The required result is an exact copy of the material from the line with "pub use any_value::AnyValue;" through its final line, both ends included.

== Information

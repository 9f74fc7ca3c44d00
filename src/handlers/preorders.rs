use axum::{extract::State, routing::get, Router};

use super::resource::{self, Id, JsonBody, ReplyResult};
use crate::entities::PreorderModel;
use crate::AppState;

/// Routes mounted at `/preorders`
pub fn preorder_routes() -> Router<AppState> {
    Router::new()
        .route("/", get(list_preorders).post(create_preorder))
        .route(
            "/:id",
            get(get_preorder).put(update_preorder).delete(delete_preorder),
        )
}

#[utoipa::path(
    get,
    path = "/api/v1/preorders",
    summary = "List preorders",
    tag = "Preorders",
    responses(
        (status = 200, description = "All preorders", body = Vec<PreorderModel>),
    )
)]
pub async fn list_preorders(State(state): State<AppState>) -> ReplyResult<Vec<PreorderModel>> {
    resource::list(state.services.preorders.as_ref()).await
}

#[utoipa::path(
    post,
    path = "/api/v1/preorders",
    summary = "Create a preorder",
    tag = "Preorders",
    request_body = crate::dto::PreorderPayload,
    responses(
        (status = 201, description = "Preorder created", body = PreorderModel),
        (status = 400, description = "Field errors keyed by field name", body = crate::validation::FieldErrors),
    )
)]
pub async fn create_preorder(
    State(state): State<AppState>,
    JsonBody(body): JsonBody,
) -> ReplyResult<PreorderModel> {
    resource::create(state.services.preorders.as_ref(), body).await
}

#[utoipa::path(
    get,
    path = "/api/v1/preorders/{id}",
    summary = "Get a preorder",
    tag = "Preorders",
    params(("id" = i32, Path, description = "Preorder id")),
    responses(
        (status = 200, description = "Preorder found", body = PreorderModel),
        (status = 404, description = "No preorder with this id"),
    )
)]
pub async fn get_preorder(State(state): State<AppState>, Id(id): Id) -> ReplyResult<PreorderModel> {
    resource::retrieve(state.services.preorders.as_ref(), id).await
}

#[utoipa::path(
    put,
    path = "/api/v1/preorders/{id}",
    summary = "Replace a preorder",
    tag = "Preorders",
    params(("id" = i32, Path, description = "Preorder id")),
    request_body = crate::dto::PreorderPayload,
    responses(
        (status = 200, description = "Preorder replaced", body = PreorderModel),
        (status = 400, description = "Field errors keyed by field name", body = crate::validation::FieldErrors),
        (status = 404, description = "No preorder with this id"),
    )
)]
pub async fn update_preorder(
    State(state): State<AppState>,
    Id(id): Id,
    JsonBody(body): JsonBody,
) -> ReplyResult<PreorderModel> {
    resource::replace(state.services.preorders.as_ref(), id, body).await
}

#[utoipa::path(
    delete,
    path = "/api/v1/preorders/{id}",
    summary = "Delete a preorder",
    tag = "Preorders",
    params(("id" = i32, Path, description = "Preorder id")),
    responses(
        (status = 204, description = "Preorder deleted"),
        (status = 404, description = "No preorder with this id"),
    )
)]
pub async fn delete_preorder(State(state): State<AppState>, Id(id): Id) -> ReplyResult<()> {
    resource::destroy(state.services.preorders.as_ref(), id).await
}
//! Items seen through their owning vendor.
//!
//! Shares the item controller logic; the only difference is the ownership
//! filter. The vendor is resolved first, then the item within that vendor,
//! and the path's vendor id always wins over a `vendor` field in the body.

use axum::{extract::State, routing::get, Router};
use tracing::instrument;

use super::resource::{self, Id, JsonBody, Reply, ReplyResult, ScopedId};
use crate::dto::ItemPayload;
use crate::entities::ItemModel;
use crate::errors::ServiceError;
use crate::repositories::{CrudRepository, ItemRepository, OwnedRepository};
use crate::AppState;

/// Routes merged into the `/vendors` router
pub fn vendor_item_routes() -> Router<AppState> {
    Router::new()
        .route(
            "/:id/items",
            get(list_vendor_items).post(create_vendor_item),
        )
        .route(
            "/:id/items/:item_id",
            get(get_vendor_item)
                .put(update_vendor_item)
                .delete(delete_vendor_item),
        )
}

async fn resolve_vendor(state: &AppState, vendor_id: i32) -> Result<(), ServiceError> {
    resource::resolve(state.services.vendors.as_ref(), vendor_id)
        .await
        .map(|_| ())
}

#[instrument(skip(state))]
async fn resolve_item(state: &AppState, path: ScopedId) -> Result<ItemModel, ServiceError> {
    resolve_vendor(state, path.owner).await?;
    state
        .services
        .items
        .get_by_id_and_owner(path.id, path.owner)
        .await?
        .ok_or_else(|| ServiceError::not_found(ItemRepository::RESOURCE, path.id))
}

#[utoipa::path(
    get,
    path = "/api/v1/vendors/{vendor_id}/items",
    summary = "List a vendor's items",
    tag = "Vendor items",
    params(("vendor_id" = i32, Path, description = "Vendor id")),
    responses(
        (status = 200, description = "Items owned by the vendor", body = Vec<ItemModel>),
        (status = 404, description = "No vendor with this id"),
    )
)]
pub async fn list_vendor_items(
    State(state): State<AppState>,
    Id(vendor_id): Id,
) -> ReplyResult<Vec<ItemModel>> {
    resolve_vendor(&state, vendor_id).await?;
    let items = state.services.items.list_by_owner(vendor_id).await?;
    Ok(Reply::Ok(items))
}

#[utoipa::path(
    post,
    path = "/api/v1/vendors/{vendor_id}/items",
    summary = "Create an item for a vendor",
    tag = "Vendor items",
    params(("vendor_id" = i32, Path, description = "Vendor id")),
    request_body = ItemPayload,
    responses(
        (status = 201, description = "Item created", body = ItemModel),
        (status = 400, description = "Field errors keyed by field name", body = crate::validation::FieldErrors),
        (status = 404, description = "No vendor with this id"),
    )
)]
pub async fn create_vendor_item(
    State(state): State<AppState>,
    Id(vendor_id): Id,
    JsonBody(body): JsonBody,
) -> ReplyResult<ItemModel> {
    resolve_vendor(&state, vendor_id).await?;
    let payload = ItemPayload::decode_for_vendor(&body, vendor_id)?;
    resource::create_decoded(state.services.items.as_ref(), payload).await
}

#[utoipa::path(
    get,
    path = "/api/v1/vendors/{vendor_id}/items/{item_id}",
    summary = "Get one of a vendor's items",
    tag = "Vendor items",
    params(
        ("vendor_id" = i32, Path, description = "Vendor id"),
        ("item_id" = i32, Path, description = "Item id"),
    ),
    responses(
        (status = 200, description = "Item found", body = ItemModel),
        (status = 404, description = "Unknown vendor, or the item belongs to another vendor"),
    )
)]
pub async fn get_vendor_item(
    State(state): State<AppState>,
    path: ScopedId,
) -> ReplyResult<ItemModel> {
    Ok(Reply::Ok(resolve_item(&state, path).await?))
}

#[utoipa::path(
    put,
    path = "/api/v1/vendors/{vendor_id}/items/{item_id}",
    summary = "Replace one of a vendor's items",
    tag = "Vendor items",
    params(
        ("vendor_id" = i32, Path, description = "Vendor id"),
        ("item_id" = i32, Path, description = "Item id"),
    ),
    request_body = ItemPayload,
    responses(
        (status = 200, description = "Item replaced", body = ItemModel),
        (status = 400, description = "Field errors keyed by field name", body = crate::validation::FieldErrors),
        (status = 404, description = "Unknown vendor, or the item belongs to another vendor"),
    )
)]
pub async fn update_vendor_item(
    State(state): State<AppState>,
    path: ScopedId,
    JsonBody(body): JsonBody,
) -> ReplyResult<ItemModel> {
    resolve_item(&state, path).await?;
    let payload = ItemPayload::decode_for_vendor(&body, path.owner)?;
    resource::replace_decoded(state.services.items.as_ref(), path.id, payload).await
}

#[utoipa::path(
    delete,
    path = "/api/v1/vendors/{vendor_id}/items/{item_id}",
    summary = "Delete one of a vendor's items",
    tag = "Vendor items",
    params(
        ("vendor_id" = i32, Path, description = "Vendor id"),
        ("item_id" = i32, Path, description = "Item id"),
    ),
    responses(
        (status = 204, description = "Item deleted"),
        (status = 404, description = "Unknown vendor, or the item belongs to another vendor"),
    )
)]
pub async fn delete_vendor_item(State(state): State<AppState>, path: ScopedId) -> ReplyResult<()> {
    resolve_item(&state, path).await?;
    state.services.items.delete(path.id).await?;
    Ok(Reply::NoContent)
}
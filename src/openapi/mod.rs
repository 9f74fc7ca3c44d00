use utoipa::OpenApi;
use utoipa_swagger_ui::SwaggerUi;

#[derive(OpenApi)]
#[openapi(
    info(
        title = "Market Next Door API",
        version = "0.1.0",
        description = r#"
# Market Next Door API

CRUD endpoints for a neighbourhood marketplace: customers, vendors, the items
vendors sell, and pickup preorders.

## Error Handling

- Unknown ids (including ids that are not integers) answer `404` with an empty body.
- Invalid payloads answer `400` with a map of field name to messages:

```json
{
  "email": ["Enter a valid email address."],
  "name": ["This field is required."]
}
```

- Malformed JSON and server failures use the error envelope (`ErrorResponse`).
        "#,
        license(
            name = "MIT",
            url = "https://opensource.org/licenses/MIT"
        )
    ),
    servers(
        (url = "http://localhost:8080", description = "Local development")
    ),
    tags(
        (name = "Customers", description = "Customer records"),
        (name = "Vendors", description = "Vendor records"),
        (name = "Items", description = "Items across all vendors"),
        (name = "Vendor items", description = "Items scoped to one vendor"),
        (name = "Preorders", description = "Pickup preorders")
    ),
    paths(
        crate::handlers::customers::list_customers,
        crate::handlers::customers::create_customer,
        crate::handlers::customers::get_customer,
        crate::handlers::customers::update_customer,
        crate::handlers::customers::delete_customer,

        crate::handlers::vendors::list_vendors,
        crate::handlers::vendors::create_vendor,
        crate::handlers::vendors::get_vendor,
        crate::handlers::vendors::update_vendor,
        crate::handlers::vendors::delete_vendor,

        crate::handlers::items::list_items,
        crate::handlers::items::create_item,
        crate::handlers::items::get_item,
        crate::handlers::items::update_item,
        crate::handlers::items::delete_item,

        crate::handlers::vendor_items::list_vendor_items,
        crate::handlers::vendor_items::create_vendor_item,
        crate::handlers::vendor_items::get_vendor_item,
        crate::handlers::vendor_items::update_vendor_item,
        crate::handlers::vendor_items::delete_vendor_item,

        crate::handlers::preorders::list_preorders,
        crate::handlers::preorders::create_preorder,
        crate::handlers::preorders::get_preorder,
        crate::handlers::preorders::update_preorder,
        crate::handlers::preorders::delete_preorder,
    ),
    components(
        schemas(
            crate::entities::CustomerModel,
            crate::entities::VendorModel,
            crate::entities::ItemModel,
            crate::entities::PreorderModel,
            crate::dto::CustomerPayload,
            crate::dto::VendorPayload,
            crate::dto::ItemPayload,
            crate::dto::PreorderPayload,
            crate::validation::FieldErrors,
            crate::errors::ErrorResponse
        )
    )
)]
pub struct ApiDocV1;

pub fn swagger_ui() -> SwaggerUi {
    SwaggerUi::new("/swagger-ui").url("/api-docs/openapi.json", ApiDocV1::openapi())
}

#[cfg(test)]
mod tests {
    use super::*;

    #[test]
    fn document_lists_every_resource_path() {
        let openapi = ApiDocV1::openapi();
        let json = serde_json::to_string_pretty(&openapi).unwrap();
        assert!(json.contains("Market Next Door API"));
        for path in [
            "/api/v1/customers",
            "/api/v1/customers/{id}",
            "/api/v1/vendors/{id}",
            "/api/v1/items/{id}",
            "/api/v1/preorders",
            "/api/v1/vendors/{vendor_id}/items/{item_id}",
        ] {
            assert!(openapi.paths.paths.contains_key(path), "missing {path}");
        }
    }
}
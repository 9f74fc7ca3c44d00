pub mod customer;
pub mod item;
pub mod preorder;
pub mod vendor;

pub use customer::{Entity as Customer, Model as CustomerModel};
pub use item::{Entity as Item, Model as ItemModel};
pub use preorder::{Entity as Preorder, Model as PreorderModel};
pub use vendor::{Entity as Vendor, Model as VendorModel};
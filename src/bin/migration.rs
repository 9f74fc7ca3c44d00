use anyhow::{Context, Result};
use clap::{Parser, Subcommand};
use market_next_door_api::{
    config::{self, AppConfig},
    db::{self, DbConfig},
    migrator::Migrator,
};
use sea_orm_migration::MigratorTrait;
use tracing::info;

#[derive(Parser)]
#[command(
    name = "migration",
    about = "Apply or roll back the Market Next Door schema",
    version
)]
struct Cli {
    /// Overrides the configured database URL
    #[arg(long)]
    database_url: Option<String>,
    #[command(subcommand)]
    command: Option<Commands>,
}

#[derive(Subcommand)]
enum Commands {
    /// Apply pending migrations (default)
    Up {
        #[arg(long, help = "Apply at most this many migrations")]
        steps: Option<u32>,
    },
    /// Roll back applied migrations
    Down {
        #[arg(long, default_value_t = 1, help = "Number of migrations to roll back")]
        steps: u32,
    },
    /// Drop every table and re-apply all migrations
    Fresh,
    /// Print the status of every migration
    Status,
}

#[tokio::main]
async fn main() -> Result<()> {
    let cli = Cli::parse();

    let cfg: AppConfig = config::load_config().context("failed to load configuration")?;
    config::init_tracing(cfg.log_level(), cfg.log_json);

    let mut db_cfg = DbConfig::from(&cfg);
    if let Some(url) = cli.database_url {
        db_cfg.url = url;
    }

    info!("Connecting to database for migrations");
    let db = db::establish_connection_with_config(&db_cfg)
        .await
        .context("failed to connect to database")?;

    match cli.command.unwrap_or(Commands::Up { steps: None }) {
        Commands::Up { steps } => {
            Migrator::up(&db, steps).await?;
            info!("Migrations applied");
        }
        Commands::Down { steps } => {
            Migrator::down(&db, Some(steps)).await?;
            info!("Rolled back {} migration(s)", steps);
        }
        Commands::Fresh => {
            Migrator::fresh(&db).await?;
            info!("Schema recreated");
        }
        Commands::Status => {
            Migrator::status(&db).await?;
        }
    }

    Ok(())
}
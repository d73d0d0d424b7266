//! # sovran-vocab
//!
//! Two vocabulary types for values whose type or presence is only known at runtime.
//!
//! - [`AnyValue`] holds a single value of any cloneable type behind a uniform
//!   handle. The type is checked at runtime whenever the value is read back.
//! - [`Optional<T>`] holds zero or one value of a statically known type, with
//!   explicit emptiness and a checked accessor.
//!
//! ## Key Features
//!
//! - **Exact type checks**: a value is only ever extracted as the type it was stored as
//! - **Value semantics**: cloning clones the held value, moving moves it, and every
//!   held value is dropped exactly once
//! - **Two access tiers**: checked accessors return `Result`, pointer-style accessors
//!   return `Option` and never fail
//! - **In-place construction**: build stored values directly from constructor arguments
//!
//! ## Usage Examples
//!
//! ### Dispatching on a runtime type
//!
//! ```rust
//! use sovran_vocab::{any_cast_ref, AnyValue, TypeInfo};
//!
//! #[derive(Clone, Debug, PartialEq)]
//! struct Point {
//!     x: i32,
//!     y: i32,
//! }
//!
//! let values = vec![
//!     AnyValue::new(42i32),
//!     AnyValue::new(2.5f64),
//!     AnyValue::new(String::from("hello")),
//!     AnyValue::new(Point { x: 42, y: 24 }),
//! ];
//!
//! for value in &values {
//!     if let Some(n) = any_cast_ref::<i32>(Some(value)) {
//!         println!("int: {}", n);
//!     } else if let Some(f) = any_cast_ref::<f64>(Some(value)) {
//!         println!("double: {}", f);
//!     } else if value.type_info() == TypeInfo::of::<String>() {
//!         println!("string: {}", value.downcast_ref::<String>().unwrap());
//!     } else if let Some(p) = value.downcast_ref::<Point>() {
//!         println!("point: {}x{}", p.x, p.y);
//!     }
//! }
//! ```
//!
//! ### Error Handling
//!
//! ```rust
//! use sovran_vocab::{any_cast, AnyValue, BadAnyCast};
//!
//! let mut value = AnyValue::new(String::from("The cake is a lie!"));
//!
//! match any_cast::<bool>(&value) {
//!     Ok(flag) => println!("Flag: {}", flag),
//!     Err(BadAnyCast::TypeMismatch { stored, requested }) => {
//!         println!("Holds {} rather than {}", stored, requested)
//!     }
//!     Err(BadAnyCast::Empty { .. }) => println!("Nothing stored"),
//! }
//!
//! value.clear();
//! assert!(matches!(any_cast::<String>(&value), Err(BadAnyCast::Empty { .. })));
//! ```
//!
//! ### Optional values
//!
//! ```rust
//! use sovran_vocab::{make_optional, Optional, VocabError};
//!
//! #[derive(Debug, PartialEq)]
//! struct Point {
//!     x: i32,
//!     y: i32,
//! }
//!
//! impl From<(i32, i32)> for Point {
//!     fn from((x, y): (i32, i32)) -> Self {
//!         Point { x, y }
//!     }
//! }
//!
//! fn main() -> Result<(), VocabError> {
//!     let mut point = make_optional::<Point, _>((42, 24));
//!     assert_eq!(point.get_value()?, &Point { x: 42, y: 24 });
//!
//!     point.clear();
//!     assert!(!point.has_value());
//!     assert!(point.get_value().is_err());
//!
//!     let empty: Optional<f64> = Optional::none();
//!     assert_eq!(empty.get_value_or(-1.0), -1.0);
//!     Ok(())
//! }
//! ```

macro_rules! trace {
    ($($arg:tt)*) => {
        #[cfg(feature = "tracing")]
        tracing::trace!($($arg)*);
    };
}
pub(crate) use trace;

mod any_value;
mod cast;
mod cell;
mod error;
mod optional;
mod type_info;

#[cfg(test)]
mod optional_tests;

pub use any_value::AnyValue;
pub use cast::{any_cast, any_cast_mut, any_cast_owned, any_cast_ref, make_any};
pub use error::{BadAnyCast, EmptyAccess, VocabError};
pub use optional::{make_optional, Optional};
pub use type_info::TypeInfo;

====

Task result:
pub use any_value::AnyValue;
pub use cast::{any_cast, any_cast_mut, any_cast_owned, any_cast_ref, make_any};
pub use error::{BadAnyCast, EmptyAccess, VocabError};
pub use optional::{make_optional, Optional};
pub use type_info::TypeInfo;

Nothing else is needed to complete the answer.